_TASK_: Please work out how many lines in the records below include the word "available", and reply with that number only.

(SUPPLIED RECORDS begins)

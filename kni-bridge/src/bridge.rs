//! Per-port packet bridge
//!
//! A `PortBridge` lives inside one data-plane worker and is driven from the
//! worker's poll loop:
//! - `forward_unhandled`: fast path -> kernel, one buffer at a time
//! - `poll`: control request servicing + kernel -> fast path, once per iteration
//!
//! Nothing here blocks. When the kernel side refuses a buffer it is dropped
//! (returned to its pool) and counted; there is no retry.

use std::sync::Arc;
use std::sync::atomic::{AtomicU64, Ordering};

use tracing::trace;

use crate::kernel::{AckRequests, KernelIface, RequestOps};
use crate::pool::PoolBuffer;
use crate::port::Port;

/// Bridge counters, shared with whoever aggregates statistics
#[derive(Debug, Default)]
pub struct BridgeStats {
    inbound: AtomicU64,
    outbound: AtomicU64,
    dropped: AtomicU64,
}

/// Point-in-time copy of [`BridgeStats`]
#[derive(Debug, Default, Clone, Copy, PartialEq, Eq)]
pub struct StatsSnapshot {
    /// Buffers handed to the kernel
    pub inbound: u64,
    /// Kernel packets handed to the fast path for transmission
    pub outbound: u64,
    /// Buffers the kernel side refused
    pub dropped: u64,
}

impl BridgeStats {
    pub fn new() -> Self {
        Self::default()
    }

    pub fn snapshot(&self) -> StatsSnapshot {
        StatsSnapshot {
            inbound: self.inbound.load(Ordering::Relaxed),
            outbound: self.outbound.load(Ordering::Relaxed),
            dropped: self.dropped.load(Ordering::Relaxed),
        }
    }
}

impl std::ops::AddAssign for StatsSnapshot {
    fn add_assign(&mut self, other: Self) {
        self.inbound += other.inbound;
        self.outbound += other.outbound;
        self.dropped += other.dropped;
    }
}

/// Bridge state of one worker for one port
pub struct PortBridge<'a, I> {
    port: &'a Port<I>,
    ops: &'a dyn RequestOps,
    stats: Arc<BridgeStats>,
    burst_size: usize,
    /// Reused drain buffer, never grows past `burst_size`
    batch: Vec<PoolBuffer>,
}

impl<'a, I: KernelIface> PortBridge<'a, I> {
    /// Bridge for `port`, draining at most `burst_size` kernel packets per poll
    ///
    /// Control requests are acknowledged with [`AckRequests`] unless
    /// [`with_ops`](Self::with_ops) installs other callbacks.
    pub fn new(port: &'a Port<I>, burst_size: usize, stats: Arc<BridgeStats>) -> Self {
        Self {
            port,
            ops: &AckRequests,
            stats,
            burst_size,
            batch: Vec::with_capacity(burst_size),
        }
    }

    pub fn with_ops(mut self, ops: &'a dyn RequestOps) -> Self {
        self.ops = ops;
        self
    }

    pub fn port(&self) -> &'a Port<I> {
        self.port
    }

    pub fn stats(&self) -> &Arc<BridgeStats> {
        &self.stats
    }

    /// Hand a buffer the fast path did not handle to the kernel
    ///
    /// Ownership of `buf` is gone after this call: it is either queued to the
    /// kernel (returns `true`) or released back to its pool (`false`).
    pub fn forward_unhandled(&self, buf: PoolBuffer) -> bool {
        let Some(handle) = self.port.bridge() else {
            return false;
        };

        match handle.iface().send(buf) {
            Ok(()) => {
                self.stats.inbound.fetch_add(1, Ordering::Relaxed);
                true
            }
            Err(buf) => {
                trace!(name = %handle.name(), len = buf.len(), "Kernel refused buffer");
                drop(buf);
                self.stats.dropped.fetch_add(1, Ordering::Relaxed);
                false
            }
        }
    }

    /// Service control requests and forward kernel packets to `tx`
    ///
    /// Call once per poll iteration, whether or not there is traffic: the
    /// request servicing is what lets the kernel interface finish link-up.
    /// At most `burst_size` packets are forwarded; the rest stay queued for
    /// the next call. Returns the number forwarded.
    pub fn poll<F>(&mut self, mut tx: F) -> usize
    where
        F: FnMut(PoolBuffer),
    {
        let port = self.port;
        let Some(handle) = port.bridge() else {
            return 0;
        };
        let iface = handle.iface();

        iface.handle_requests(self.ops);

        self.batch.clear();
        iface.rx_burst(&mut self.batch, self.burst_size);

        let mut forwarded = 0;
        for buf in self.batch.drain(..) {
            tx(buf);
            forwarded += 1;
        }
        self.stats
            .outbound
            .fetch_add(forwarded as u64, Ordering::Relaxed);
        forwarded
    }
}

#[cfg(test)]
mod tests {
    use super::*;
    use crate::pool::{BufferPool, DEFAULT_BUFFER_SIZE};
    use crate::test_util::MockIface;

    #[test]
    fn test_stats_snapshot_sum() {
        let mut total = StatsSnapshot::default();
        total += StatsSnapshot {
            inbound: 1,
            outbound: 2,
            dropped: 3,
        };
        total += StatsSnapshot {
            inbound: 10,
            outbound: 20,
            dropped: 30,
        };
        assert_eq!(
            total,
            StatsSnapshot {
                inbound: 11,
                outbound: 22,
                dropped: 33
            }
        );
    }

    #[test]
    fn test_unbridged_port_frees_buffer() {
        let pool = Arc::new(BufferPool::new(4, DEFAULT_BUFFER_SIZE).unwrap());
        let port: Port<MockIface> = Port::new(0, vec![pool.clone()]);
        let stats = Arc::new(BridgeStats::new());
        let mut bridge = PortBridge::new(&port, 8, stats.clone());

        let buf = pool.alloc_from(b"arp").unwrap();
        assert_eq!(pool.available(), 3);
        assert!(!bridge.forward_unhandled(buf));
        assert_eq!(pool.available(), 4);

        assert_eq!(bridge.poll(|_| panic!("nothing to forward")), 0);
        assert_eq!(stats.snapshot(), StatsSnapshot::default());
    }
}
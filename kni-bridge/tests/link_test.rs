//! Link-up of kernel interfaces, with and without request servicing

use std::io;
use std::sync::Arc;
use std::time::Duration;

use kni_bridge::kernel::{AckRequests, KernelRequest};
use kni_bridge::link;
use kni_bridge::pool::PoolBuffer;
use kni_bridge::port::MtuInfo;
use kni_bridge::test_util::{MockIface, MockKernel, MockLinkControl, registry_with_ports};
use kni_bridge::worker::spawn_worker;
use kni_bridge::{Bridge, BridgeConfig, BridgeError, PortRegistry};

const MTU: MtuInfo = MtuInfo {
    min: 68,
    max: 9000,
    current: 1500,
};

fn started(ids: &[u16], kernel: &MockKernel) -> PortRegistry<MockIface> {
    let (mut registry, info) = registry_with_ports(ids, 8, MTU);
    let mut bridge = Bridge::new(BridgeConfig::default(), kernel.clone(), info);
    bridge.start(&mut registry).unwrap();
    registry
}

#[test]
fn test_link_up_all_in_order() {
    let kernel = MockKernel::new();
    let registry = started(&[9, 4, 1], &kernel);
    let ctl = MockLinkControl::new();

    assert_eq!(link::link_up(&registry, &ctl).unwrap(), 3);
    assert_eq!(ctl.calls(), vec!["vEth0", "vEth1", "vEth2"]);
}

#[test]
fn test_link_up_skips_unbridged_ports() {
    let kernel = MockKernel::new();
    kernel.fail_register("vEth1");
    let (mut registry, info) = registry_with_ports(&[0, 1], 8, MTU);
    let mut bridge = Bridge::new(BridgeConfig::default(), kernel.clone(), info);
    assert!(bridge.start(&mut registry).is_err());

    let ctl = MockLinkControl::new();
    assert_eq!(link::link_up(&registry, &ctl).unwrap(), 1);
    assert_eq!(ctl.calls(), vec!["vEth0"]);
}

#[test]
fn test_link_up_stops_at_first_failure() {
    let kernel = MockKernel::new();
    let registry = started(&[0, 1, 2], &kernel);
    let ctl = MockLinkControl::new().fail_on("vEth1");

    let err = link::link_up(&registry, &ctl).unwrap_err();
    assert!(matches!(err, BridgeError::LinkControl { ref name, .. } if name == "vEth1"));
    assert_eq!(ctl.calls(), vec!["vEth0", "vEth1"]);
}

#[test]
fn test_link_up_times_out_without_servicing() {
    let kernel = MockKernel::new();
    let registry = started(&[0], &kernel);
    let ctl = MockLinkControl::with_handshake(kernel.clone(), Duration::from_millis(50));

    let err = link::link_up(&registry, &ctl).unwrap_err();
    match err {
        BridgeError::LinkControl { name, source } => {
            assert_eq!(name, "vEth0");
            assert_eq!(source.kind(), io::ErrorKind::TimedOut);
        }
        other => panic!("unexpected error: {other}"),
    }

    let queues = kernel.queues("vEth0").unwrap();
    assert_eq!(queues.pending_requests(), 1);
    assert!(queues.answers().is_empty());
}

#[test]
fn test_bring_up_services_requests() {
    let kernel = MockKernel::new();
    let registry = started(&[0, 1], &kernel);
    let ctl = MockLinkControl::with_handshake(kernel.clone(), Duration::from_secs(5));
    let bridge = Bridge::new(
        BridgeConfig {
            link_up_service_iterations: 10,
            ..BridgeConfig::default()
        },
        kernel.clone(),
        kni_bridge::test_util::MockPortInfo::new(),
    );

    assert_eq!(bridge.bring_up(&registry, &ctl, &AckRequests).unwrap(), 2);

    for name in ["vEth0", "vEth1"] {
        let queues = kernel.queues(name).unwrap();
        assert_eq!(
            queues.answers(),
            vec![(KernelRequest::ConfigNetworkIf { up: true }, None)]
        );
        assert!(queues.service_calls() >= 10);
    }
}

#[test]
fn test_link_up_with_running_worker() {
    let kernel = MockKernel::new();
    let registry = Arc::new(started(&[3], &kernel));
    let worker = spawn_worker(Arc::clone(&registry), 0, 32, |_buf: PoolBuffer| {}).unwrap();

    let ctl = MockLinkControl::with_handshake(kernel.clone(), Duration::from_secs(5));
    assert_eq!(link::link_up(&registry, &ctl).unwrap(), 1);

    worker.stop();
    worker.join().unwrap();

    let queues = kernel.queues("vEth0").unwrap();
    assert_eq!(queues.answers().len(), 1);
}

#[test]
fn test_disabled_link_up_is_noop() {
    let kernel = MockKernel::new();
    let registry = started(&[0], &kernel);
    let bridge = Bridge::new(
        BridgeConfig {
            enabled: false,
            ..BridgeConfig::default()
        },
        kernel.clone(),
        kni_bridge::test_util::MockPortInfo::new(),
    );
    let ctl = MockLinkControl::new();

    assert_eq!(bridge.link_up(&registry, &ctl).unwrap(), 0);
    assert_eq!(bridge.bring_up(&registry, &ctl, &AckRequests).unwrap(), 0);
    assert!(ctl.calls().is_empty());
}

(SUPPLIED RECORDS ends)

_YOUR SOLUTION_: 2